I could go on forever about how this has changed me, but lastly I will say that nothing is more important to me than being in a classroom, working with a student. My inspiration is endless, especially when a student smiles after trying an assistive technology tool that has allowed them to do something they couldn’t do before. For example, I recently did an assistive technology evaluation on a student who is medically fragile and has some physical needs. Though he can hold a pencil, it is extremely fatiguing and the paper-based assignments he is given does not allow enough room for him to write. Although he is very intelligent, his work is modified so that he only completes 1 or 2 items on a worksheet. This student now completes the same assignment as his peers but through the use of his technology. He uses an iPad and app to take a picture of the document and then uses an Apple Pencil, word prediction and a keyboard to complete all of his assignments. Every student should have the opportunity to complete their school work, with dignity and independence, as well as reach their full potential.

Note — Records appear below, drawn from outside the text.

//! Participant record types
//!
//! Shared by the console front end and the desktop dashboard:
//! - Participant: one MCU record row
//! - InspectionResult: the result category of an examination
//! - ParticipantKind: which collection (tab) a record belongs to
//! - ResultFilter: the "Hasil Pemeriksaan" dropdown selection

use crate::date;
use crate::error::{Error, Result};
use serde::{Deserialize, Serialize};
use std::fmt;
use std::str::FromStr;

/// Result category of a medical checkup
#[derive(Debug, Clone, Copy, PartialEq, Eq, Hash, Serialize, Deserialize)]
pub enum InspectionResult {
    Normal,
    Abnormal,
    Atensi,
    Kritis,
}

impl InspectionResult {
    pub const ALL: [InspectionResult; 4] = [
        InspectionResult::Normal,
        InspectionResult::Abnormal,
        InspectionResult::Atensi,
        InspectionResult::Kritis,
    ];

    pub fn label(&self) -> &'static str {
        match self {
            InspectionResult::Normal => "Normal",
            InspectionResult::Abnormal => "Abnormal",
            InspectionResult::Atensi => "Atensi",
            InspectionResult::Kritis => "Kritis",
        }
    }
}

impl fmt::Display for InspectionResult {
    fn fmt(&self, f: &mut fmt::Formatter<'_>) -> fmt::Result {
        f.write_str(self.label())
    }
}

impl FromStr for InspectionResult {
    type Err = String;

    fn from_str(s: &str) -> std::result::Result<Self, Self::Err> {
        InspectionResult::ALL
            .into_iter()
            .find(|r| r.label().eq_ignore_ascii_case(s.trim()))
            .ok_or_else(|| format!("Unknown result: {}. Use Normal, Abnormal, Atensi or Kritis", s))
    }
}

/// P = Perempuan, L = Laki-laki
#[derive(Debug, Clone, Copy, PartialEq, Eq, Hash, Serialize, Deserialize)]
pub enum Gender {
    P,
    L,
}

impl Gender {
    pub fn code(&self) -> &'static str {
        match self {
            Gender::P => "P",
            Gender::L => "L",
        }
    }

    pub fn label(&self) -> &'static str {
        match self {
            Gender::P => "Perempuan",
            Gender::L => "Laki-laki",
        }
    }
}

/// Participant collection, shown as the two list tabs
#[derive(Debug, Clone, Copy, PartialEq, Eq, Hash, Default, Serialize, Deserialize)]
#[serde(rename_all = "lowercase")]
pub enum ParticipantKind {
    /// Perorangan
    #[default]
    Individual,
    /// Perusahaan
    Corporate,
}

impl ParticipantKind {
    pub const ALL: [ParticipantKind; 2] = [ParticipantKind::Individual, ParticipantKind::Corporate];

    pub fn label(&self) -> &'static str {
        match self {
            ParticipantKind::Individual => "Perorangan",
            ParticipantKind::Corporate => "Perusahaan",
        }
    }

    /// Corporate tables carry the extra "Perusahaan" column
    pub fn shows_company(&self) -> bool {
        matches!(self, ParticipantKind::Corporate)
    }
}

impl fmt::Display for ParticipantKind {
    fn fmt(&self, f: &mut fmt::Formatter<'_>) -> fmt::Result {
        match self {
            ParticipantKind::Individual => write!(f, "individual"),
            ParticipantKind::Corporate => write!(f, "corporate"),
        }
    }
}

impl FromStr for ParticipantKind {
    type Err = String;

    fn from_str(s: &str) -> std::result::Result<Self, Self::Err> {
        match s.trim().to_lowercase().as_str() {
            "individual" | "perorangan" | "ind" => Ok(ParticipantKind::Individual),
            "corporate" | "perusahaan" | "corp" => Ok(ParticipantKind::Corporate),
            _ => Err(format!("Unknown participant type: {}. Use individual or corporate", s)),
        }
    }
}

/// Result dropdown selection
#[derive(Debug, Clone, Copy, PartialEq, Eq, Default, Serialize, Deserialize)]
pub enum ResultFilter {
    /// Semua Hasil
    #[default]
    All,
    Only(InspectionResult),
}

impl ResultFilter {
    pub const ALL_LABEL: &'static str = "Semua Hasil";

    /// Dropdown entries in display order
    pub fn options() -> [ResultFilter; 5] {
        [
            ResultFilter::All,
            ResultFilter::Only(InspectionResult::Normal),
            ResultFilter::Only(InspectionResult::Abnormal),
            ResultFilter::Only(InspectionResult::Atensi),
            ResultFilter::Only(InspectionResult::Kritis),
        ]
    }

    pub fn matches(&self, participant: &Participant) -> bool {
        match self {
            ResultFilter::All => true,
            ResultFilter::Only(result) => participant.result == *result,
        }
    }

    pub fn label(&self) -> &'static str {
        match self {
            ResultFilter::All => Self::ALL_LABEL,
            ResultFilter::Only(result) => result.label(),
        }
    }

    /// Text of the closed dropdown button
    pub fn button_label(&self) -> String {
        match self {
            ResultFilter::All => "Hasil Pemeriksaan".to_string(),
            ResultFilter::Only(result) => format!("Hasil: {}", result),
        }
    }
}

impl fmt::Display for ResultFilter {
    fn fmt(&self, f: &mut fmt::Formatter<'_>) -> fmt::Result {
        f.write_str(self.label())
    }
}

impl FromStr for ResultFilter {
    type Err = String;

    fn from_str(s: &str) -> std::result::Result<Self, Self::Err> {
        let trimmed = s.trim();
        if trimmed.eq_ignore_ascii_case(Self::ALL_LABEL) || trimmed.eq_ignore_ascii_case("all") {
            return Ok(ResultFilter::All);
        }
        trimmed.parse::<InspectionResult>().map(ResultFilter::Only)
    }
}

/// One MCU participant row
#[derive(Debug, Clone, PartialEq, Eq, Serialize, Deserialize)]
#[serde(rename_all = "camelCase")]
pub struct Participant {
    pub id: String,

    /// Exam date, "<day> <Mon> <year>"
    pub date: String,

    /// Exam time, e.g. "10:00 WIB"
    pub time: String,

    pub name: String,

    pub user_id: String,

    /// Secondary line under the name (user id or company)
    pub sub_text: String,

    /// Only set for corporate records
    #[serde(default, skip_serializing_if = "Option::is_none")]
    pub company: Option<String>,

    pub mcu_no: String,

    pub dob: String,

    pub gender: Gender,

    pub result: InspectionResult,
}

impl Participant {
    pub fn kind(&self) -> ParticipantKind {
        if self.company.is_some() {
            ParticipantKind::Corporate
        } else {
            ParticipantKind::Individual
        }
    }

    /// Exam date as a sortable millisecond timestamp
    pub fn exam_timestamp(&self) -> Result<i64> {
        date::exam_timestamp(&self.date)
    }

    /// Case-insensitive match against name, MCU number or user id
    pub fn matches_query(&self, query: &str) -> bool {
        let needle = query.trim().to_lowercase();
        if needle.is_empty() {
            return true;
        }
        [&self.name, &self.mcu_no, &self.user_id]
            .iter()
            .any(|field| field.to_lowercase().contains(&needle))
    }
}

/// Look a participant up by id
pub fn find_participant<'a>(records: &'a [Participant], id: &str) -> Result<&'a Participant> {
    records
        .iter()
        .find(|p| p.id == id)
        .ok_or_else(|| Error::ParticipantNotFound(id.to_string()))
}

#[cfg(test)]
mod tests {
    use super::*;

    fn sample() -> Participant {
        Participant {
            id: "ind-1".to_string(),
            date: "20 Jan 2024".to_string(),
            time: "10:00 WIB".to_string(),
            name: "BUDI SANTOSO, S.T.".to_string(),
            user_id: "2399100".to_string(),
            sub_text: "User ID : 2399100".to_string(),
            company: None,
            mcu_no: "0002993100".to_string(),
            dob: "12 May 1990".to_string(),
            gender: Gender::P,
            result: InspectionResult::Normal,
        }
    }

    #[test]
    fn test_participant_serialize_camel_case() {
        let json = serde_json::to_string(&sample()).expect("serialize failed");
        assert!(json.contains("\"mcuNo\":\"0002993100\""));
        assert!(json.contains("\"userId\":\"2399100\""));
        assert!(json.contains("\"result\":\"Normal\""));
        assert!(!json.contains("company"));
    }

    #[test]
    fn test_participant_deserialize_corporate() {
        let json = r#"{
            "id": "corp-1",
            "date": "10 Feb 2024",
            "time": "08:30 WIB",
            "name": "AHMAD ZAELANI",
            "userId": "EMP-J99-500",
            "subText": "J99 Trans Group",
            "company": "J99 Trans Group",
            "mcuNo": "J99-MCU-800",
            "dob": "15 Aug 1985",
            "gender": "L",
            "result": "Atensi"
        }"#;

        let participant: Participant = serde_json::from_str(json).expect("deserialize failed");
        assert_eq!(participant.kind(), ParticipantKind::Corporate);
        assert_eq!(participant.company.as_deref(), Some("J99 Trans Group"));
        assert_eq!(participant.result, InspectionResult::Atensi);
    }

    #[test]
    fn test_kind_follows_company() {
        let mut participant = sample();
        assert_eq!(participant.kind(), ParticipantKind::Individual);
        participant.company = Some("CV Maju Mapan".to_string());
        assert_eq!(participant.kind(), ParticipantKind::Corporate);
    }

    #[test]
    fn test_result_from_str() {
        assert_eq!("kritis".parse::<InspectionResult>(), Ok(InspectionResult::Kritis));
        assert_eq!(" Normal ".parse::<InspectionResult>(), Ok(InspectionResult::Normal));
        assert!("Unknown".parse::<InspectionResult>().is_err());
    }

    #[test]
    fn test_result_filter_from_str() {
        assert_eq!("Semua Hasil".parse::<ResultFilter>(), Ok(ResultFilter::All));
        assert_eq!("all".parse::<ResultFilter>(), Ok(ResultFilter::All));
        assert_eq!(
            "Atensi".parse::<ResultFilter>(),
            Ok(ResultFilter::Only(InspectionResult::Atensi))
        );
        assert!("Sehat".parse::<ResultFilter>().is_err());
    }

    #[test]
    fn test_result_filter_button_label() {
        assert_eq!(ResultFilter::All.button_label(), "Hasil Pemeriksaan");
        assert_eq!(
            ResultFilter::Only(InspectionResult::Kritis).button_label(),
            "Hasil: Kritis"
        );
    }

    #[test]
    fn test_kind_from_str_accepts_both_languages() {
        assert_eq!("perusahaan".parse::<ParticipantKind>(), Ok(ParticipantKind::Corporate));
        assert_eq!("Individual".parse::<ParticipantKind>(), Ok(ParticipantKind::Individual));
        assert!("team".parse::<ParticipantKind>().is_err());
    }

    #[test]
    fn test_matches_query() {
        let participant = sample();
        assert!(participant.matches_query(""));
        assert!(participant.matches_query("budi"));
        assert!(participant.matches_query("2993100"));
        assert!(participant.matches_query("2399100"));
        assert!(!participant.matches_query("siti"));
    }

    #[test]
    fn test_find_participant_missing() {
        let records = vec![sample()];
        assert!(find_participant(&records, "ind-1").is_ok());
        assert!(matches!(
            find_participant(&records, "ind-2"),
            Err(Error::ParticipantNotFound(_))
        ));
    }
}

AS: What drives you to use the Universal Design approach and why?
NF: It is a better and more inclusive world when we surround ourselves with technology in a universal design approach. The more people who can participate in the work and in the conversation, the more perspective we have, hopefully allowing us to make smarter decisions. I’ll give a good example of a time when universal design is often overlooked but could make such a critical difference. You attend a presentation or large meeting, there is a microphone but the presenter says “I’d rather just talk loud” or “You can hear me, right?” It is not often that the one person (or more) with hearing concerns is going to raise their hand after the presenter has made it perfectly clear that they don’t want to use the microphone, in front of a room full of people and make that request. So this person will sit in the room and miss half of the meeting because they are trying extra hard to hear, view the presentation slides, and hope they can read your lips. If the presenter could just move beyond their discomfort, they would understand that the microphone could benefit each individual in the room, including those with hearing impairments. It allows everyone to hear more clearly without the presenter shouting past the front row. Those with executive functioning, auditory processing, and attentional needs are considered invisible disabilities, where a microphone could be a great benefit to their understanding of the content. The key is that we never know who is sitting in the audience and how the use of technology might truly help them. By turning on that microphone, you’re effectively using universal design and engaging as many people as you can – with no extra work or effort.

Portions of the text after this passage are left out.